Items from a data source

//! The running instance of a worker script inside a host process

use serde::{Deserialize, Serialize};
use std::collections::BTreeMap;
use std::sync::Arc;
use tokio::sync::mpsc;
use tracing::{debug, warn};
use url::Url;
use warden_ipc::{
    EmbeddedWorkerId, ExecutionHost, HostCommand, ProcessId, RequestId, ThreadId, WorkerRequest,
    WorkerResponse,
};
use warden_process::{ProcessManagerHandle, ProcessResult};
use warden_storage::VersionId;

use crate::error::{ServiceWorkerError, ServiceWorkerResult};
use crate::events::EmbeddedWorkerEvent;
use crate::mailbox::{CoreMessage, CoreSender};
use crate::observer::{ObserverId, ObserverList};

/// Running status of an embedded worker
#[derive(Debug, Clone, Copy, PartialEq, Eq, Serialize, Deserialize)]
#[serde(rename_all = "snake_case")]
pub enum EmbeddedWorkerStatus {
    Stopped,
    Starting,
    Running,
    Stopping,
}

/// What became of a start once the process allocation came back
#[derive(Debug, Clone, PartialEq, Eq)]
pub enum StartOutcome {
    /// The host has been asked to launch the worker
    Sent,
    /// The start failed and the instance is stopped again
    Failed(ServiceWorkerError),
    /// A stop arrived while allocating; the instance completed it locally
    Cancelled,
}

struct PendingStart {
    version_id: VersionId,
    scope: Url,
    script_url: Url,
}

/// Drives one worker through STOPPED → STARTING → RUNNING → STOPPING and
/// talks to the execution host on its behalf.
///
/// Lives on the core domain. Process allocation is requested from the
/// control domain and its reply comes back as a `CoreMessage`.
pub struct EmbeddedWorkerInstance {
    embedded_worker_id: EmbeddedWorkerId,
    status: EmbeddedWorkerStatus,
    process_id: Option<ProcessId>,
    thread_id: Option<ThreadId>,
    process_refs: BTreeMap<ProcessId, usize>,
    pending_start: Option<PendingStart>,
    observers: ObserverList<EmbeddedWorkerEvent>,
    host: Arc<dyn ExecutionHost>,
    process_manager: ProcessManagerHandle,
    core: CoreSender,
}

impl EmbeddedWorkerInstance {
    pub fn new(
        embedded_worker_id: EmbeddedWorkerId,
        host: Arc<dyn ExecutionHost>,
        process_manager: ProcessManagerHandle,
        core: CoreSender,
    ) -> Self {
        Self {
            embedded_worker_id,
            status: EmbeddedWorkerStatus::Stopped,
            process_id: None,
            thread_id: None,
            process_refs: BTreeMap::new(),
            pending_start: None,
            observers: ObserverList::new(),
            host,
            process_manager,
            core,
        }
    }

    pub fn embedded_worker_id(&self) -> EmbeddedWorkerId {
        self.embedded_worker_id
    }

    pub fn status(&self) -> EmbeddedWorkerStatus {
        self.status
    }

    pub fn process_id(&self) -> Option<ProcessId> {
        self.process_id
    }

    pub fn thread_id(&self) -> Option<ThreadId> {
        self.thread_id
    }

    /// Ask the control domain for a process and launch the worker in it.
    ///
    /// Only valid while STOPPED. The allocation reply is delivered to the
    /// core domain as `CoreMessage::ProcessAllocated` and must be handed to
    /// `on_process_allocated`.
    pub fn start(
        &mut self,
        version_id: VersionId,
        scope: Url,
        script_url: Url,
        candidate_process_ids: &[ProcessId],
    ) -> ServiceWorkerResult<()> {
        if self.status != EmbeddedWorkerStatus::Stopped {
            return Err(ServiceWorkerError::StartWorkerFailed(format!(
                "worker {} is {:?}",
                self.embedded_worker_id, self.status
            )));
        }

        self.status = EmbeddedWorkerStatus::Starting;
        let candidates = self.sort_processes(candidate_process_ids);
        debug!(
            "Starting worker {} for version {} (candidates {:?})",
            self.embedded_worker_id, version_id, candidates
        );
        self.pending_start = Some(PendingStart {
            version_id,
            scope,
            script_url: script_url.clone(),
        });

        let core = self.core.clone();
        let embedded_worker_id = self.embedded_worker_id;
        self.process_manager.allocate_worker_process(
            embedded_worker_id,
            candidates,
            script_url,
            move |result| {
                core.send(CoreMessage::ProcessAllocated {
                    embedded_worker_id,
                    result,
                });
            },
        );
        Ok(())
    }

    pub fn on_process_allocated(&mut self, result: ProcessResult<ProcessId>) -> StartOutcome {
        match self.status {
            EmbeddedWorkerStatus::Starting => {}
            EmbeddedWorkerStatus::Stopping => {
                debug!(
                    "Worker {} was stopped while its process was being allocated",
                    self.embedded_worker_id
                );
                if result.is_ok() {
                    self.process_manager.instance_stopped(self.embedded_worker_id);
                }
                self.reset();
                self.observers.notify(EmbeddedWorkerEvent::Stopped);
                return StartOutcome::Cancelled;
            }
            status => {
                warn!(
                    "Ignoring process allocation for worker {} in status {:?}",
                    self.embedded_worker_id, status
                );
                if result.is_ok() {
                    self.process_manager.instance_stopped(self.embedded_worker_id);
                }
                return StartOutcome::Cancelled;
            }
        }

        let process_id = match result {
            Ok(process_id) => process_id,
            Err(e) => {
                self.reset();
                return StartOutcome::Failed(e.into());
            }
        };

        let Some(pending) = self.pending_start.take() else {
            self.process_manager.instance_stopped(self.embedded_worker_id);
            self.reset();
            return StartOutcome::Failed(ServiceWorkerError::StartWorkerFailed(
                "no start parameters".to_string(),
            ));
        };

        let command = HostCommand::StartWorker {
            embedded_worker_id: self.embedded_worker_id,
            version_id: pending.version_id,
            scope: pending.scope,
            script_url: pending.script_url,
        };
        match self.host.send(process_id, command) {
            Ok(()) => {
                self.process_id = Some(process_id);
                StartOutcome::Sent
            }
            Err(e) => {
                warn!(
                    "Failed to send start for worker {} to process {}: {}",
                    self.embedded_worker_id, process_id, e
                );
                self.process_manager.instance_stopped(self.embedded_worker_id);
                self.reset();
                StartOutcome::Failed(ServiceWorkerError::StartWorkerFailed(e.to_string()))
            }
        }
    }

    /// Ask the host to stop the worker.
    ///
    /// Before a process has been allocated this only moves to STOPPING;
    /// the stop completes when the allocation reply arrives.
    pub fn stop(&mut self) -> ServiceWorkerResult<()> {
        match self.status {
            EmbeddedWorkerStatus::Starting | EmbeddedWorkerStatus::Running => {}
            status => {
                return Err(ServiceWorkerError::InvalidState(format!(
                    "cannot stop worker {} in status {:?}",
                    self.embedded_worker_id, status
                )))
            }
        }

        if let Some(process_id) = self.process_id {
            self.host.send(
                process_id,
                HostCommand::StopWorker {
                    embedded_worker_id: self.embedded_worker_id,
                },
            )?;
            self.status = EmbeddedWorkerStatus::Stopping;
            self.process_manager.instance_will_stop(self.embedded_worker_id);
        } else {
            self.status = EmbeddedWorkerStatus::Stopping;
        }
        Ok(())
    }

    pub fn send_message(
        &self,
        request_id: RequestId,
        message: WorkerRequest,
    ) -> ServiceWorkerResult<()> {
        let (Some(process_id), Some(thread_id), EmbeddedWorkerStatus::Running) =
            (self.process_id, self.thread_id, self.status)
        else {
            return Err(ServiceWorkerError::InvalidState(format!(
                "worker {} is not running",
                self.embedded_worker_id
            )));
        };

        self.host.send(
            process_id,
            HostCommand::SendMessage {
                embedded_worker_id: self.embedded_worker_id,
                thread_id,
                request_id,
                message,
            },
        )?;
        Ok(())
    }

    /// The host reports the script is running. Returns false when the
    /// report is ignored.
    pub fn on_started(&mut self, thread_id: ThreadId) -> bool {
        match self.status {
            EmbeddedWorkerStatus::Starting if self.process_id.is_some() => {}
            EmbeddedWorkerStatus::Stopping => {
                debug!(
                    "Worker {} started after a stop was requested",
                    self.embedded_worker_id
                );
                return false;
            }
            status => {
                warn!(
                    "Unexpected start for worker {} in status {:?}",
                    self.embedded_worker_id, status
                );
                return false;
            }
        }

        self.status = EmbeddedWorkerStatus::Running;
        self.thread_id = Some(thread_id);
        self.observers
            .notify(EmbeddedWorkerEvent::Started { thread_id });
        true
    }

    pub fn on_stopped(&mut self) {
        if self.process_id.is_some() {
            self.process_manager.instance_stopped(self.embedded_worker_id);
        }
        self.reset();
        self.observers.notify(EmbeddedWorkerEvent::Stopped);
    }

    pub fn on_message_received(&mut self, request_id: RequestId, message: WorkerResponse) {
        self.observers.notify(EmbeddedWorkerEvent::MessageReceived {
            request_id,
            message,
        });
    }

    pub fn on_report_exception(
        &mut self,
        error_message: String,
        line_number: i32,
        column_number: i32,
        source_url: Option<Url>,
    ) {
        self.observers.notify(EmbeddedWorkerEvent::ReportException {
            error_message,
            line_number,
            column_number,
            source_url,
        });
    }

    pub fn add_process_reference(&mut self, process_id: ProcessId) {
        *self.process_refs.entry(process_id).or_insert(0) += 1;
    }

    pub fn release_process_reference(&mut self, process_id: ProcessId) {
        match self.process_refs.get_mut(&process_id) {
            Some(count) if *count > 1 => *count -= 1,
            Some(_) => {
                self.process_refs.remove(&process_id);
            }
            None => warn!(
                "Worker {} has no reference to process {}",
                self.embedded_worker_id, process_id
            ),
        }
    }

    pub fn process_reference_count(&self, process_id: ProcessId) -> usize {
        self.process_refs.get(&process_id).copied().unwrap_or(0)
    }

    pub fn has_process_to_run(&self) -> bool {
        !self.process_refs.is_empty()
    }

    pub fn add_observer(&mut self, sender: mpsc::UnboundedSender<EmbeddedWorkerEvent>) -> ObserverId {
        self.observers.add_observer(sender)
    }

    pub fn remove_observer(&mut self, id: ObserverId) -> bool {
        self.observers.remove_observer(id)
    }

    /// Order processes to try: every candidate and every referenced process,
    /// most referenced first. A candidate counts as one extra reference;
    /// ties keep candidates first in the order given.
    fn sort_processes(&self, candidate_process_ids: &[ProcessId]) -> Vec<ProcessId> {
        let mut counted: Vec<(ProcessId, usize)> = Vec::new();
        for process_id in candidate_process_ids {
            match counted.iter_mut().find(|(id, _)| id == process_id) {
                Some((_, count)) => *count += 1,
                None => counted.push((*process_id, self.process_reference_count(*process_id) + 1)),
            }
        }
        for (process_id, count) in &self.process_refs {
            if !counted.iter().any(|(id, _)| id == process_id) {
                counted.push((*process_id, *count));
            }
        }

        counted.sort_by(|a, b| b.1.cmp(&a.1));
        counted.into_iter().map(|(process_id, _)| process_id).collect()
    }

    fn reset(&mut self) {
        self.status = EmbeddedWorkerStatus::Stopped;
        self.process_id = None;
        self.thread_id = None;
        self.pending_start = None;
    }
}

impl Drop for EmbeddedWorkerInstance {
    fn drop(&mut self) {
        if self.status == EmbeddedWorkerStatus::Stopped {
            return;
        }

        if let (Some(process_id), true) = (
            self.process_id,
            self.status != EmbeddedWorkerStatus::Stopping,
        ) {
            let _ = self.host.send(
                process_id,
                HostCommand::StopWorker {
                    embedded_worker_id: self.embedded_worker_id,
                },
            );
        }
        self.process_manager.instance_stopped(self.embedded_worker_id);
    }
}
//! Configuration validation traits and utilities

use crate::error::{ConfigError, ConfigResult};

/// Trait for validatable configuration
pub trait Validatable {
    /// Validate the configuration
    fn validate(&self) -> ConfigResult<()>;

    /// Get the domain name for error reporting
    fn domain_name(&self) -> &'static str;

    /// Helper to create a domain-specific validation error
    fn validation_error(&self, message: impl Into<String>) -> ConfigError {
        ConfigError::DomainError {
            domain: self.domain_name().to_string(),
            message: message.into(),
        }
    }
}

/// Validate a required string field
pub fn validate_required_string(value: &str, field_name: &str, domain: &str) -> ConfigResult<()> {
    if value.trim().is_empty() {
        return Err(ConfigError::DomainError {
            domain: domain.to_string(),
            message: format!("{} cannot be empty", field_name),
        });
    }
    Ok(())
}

# EXERCISE REQUIREMENTS
Find the lines above holding the word "Option" and show them.

# SOLUTION
    process_id: Option<ProcessId>,
    thread_id: Option<ThreadId>,
    pending_start: Option<PendingStart>,
    pub fn process_id(&self) -> Option<ProcessId> {
    pub fn thread_id(&self) -> Option<ThreadId> {
        source_url: Option<Url>,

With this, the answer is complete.